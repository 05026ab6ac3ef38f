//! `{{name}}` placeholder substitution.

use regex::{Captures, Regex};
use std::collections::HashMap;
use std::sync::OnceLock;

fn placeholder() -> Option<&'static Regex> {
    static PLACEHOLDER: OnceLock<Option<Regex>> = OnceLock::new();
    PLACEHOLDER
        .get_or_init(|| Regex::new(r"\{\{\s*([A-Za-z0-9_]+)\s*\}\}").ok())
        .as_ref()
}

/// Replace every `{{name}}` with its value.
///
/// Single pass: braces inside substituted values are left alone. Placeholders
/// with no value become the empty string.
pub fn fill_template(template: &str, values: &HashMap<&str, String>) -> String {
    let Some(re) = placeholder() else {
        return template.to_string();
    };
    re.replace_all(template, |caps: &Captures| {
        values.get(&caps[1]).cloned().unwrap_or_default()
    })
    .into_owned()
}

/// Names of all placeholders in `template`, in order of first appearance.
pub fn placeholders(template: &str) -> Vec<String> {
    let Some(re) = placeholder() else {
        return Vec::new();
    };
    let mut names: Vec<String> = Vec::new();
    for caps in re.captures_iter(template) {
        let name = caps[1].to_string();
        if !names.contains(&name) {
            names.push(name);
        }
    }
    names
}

━━━━━━

**HOW TO COMPLETE THIS TASK**.
Print, without any change, the line containing "use std::sync::OnceLock;" and each line after it to the end of the material.

**OUTPUT BELOW**.
use std::sync::OnceLock;

fn placeholder() -> Option<&'static Regex> {
    static PLACEHOLDER: OnceLock<Option<Regex>> = OnceLock::new();
    PLACEHOLDER
        .get_or_init(|| Regex::new(r"\{\{\s*([A-Za-z0-9_]+)\s*\}\}").ok())
        .as_ref()
}

/// Replace every `{{name}}` with its value.
///
/// Single pass: braces inside substituted values are left alone. Placeholders
/// with no value become the empty string.
pub fn fill_template(template: &str, values: &HashMap<&str, String>) -> String {
    let Some(re) = placeholder() else {
        return template.to_string();
    };
    re.replace_all(template, |caps: &Captures| {
        values.get(&caps[1]).cloned().unwrap_or_default()
    })
    .into_owned()
}

/// Names of all placeholders in `template`, in order of first appearance.
pub fn placeholders(template: &str) -> Vec<String> {
    let Some(re) = placeholder() else {
        return Vec::new();
    };
    let mut names: Vec<String> = Vec::new();
    for caps in re.captures_iter(template) {
        let name = caps[1].to_string();
        if !names.contains(&name) {
            names.push(name);
        }
    }
    names
}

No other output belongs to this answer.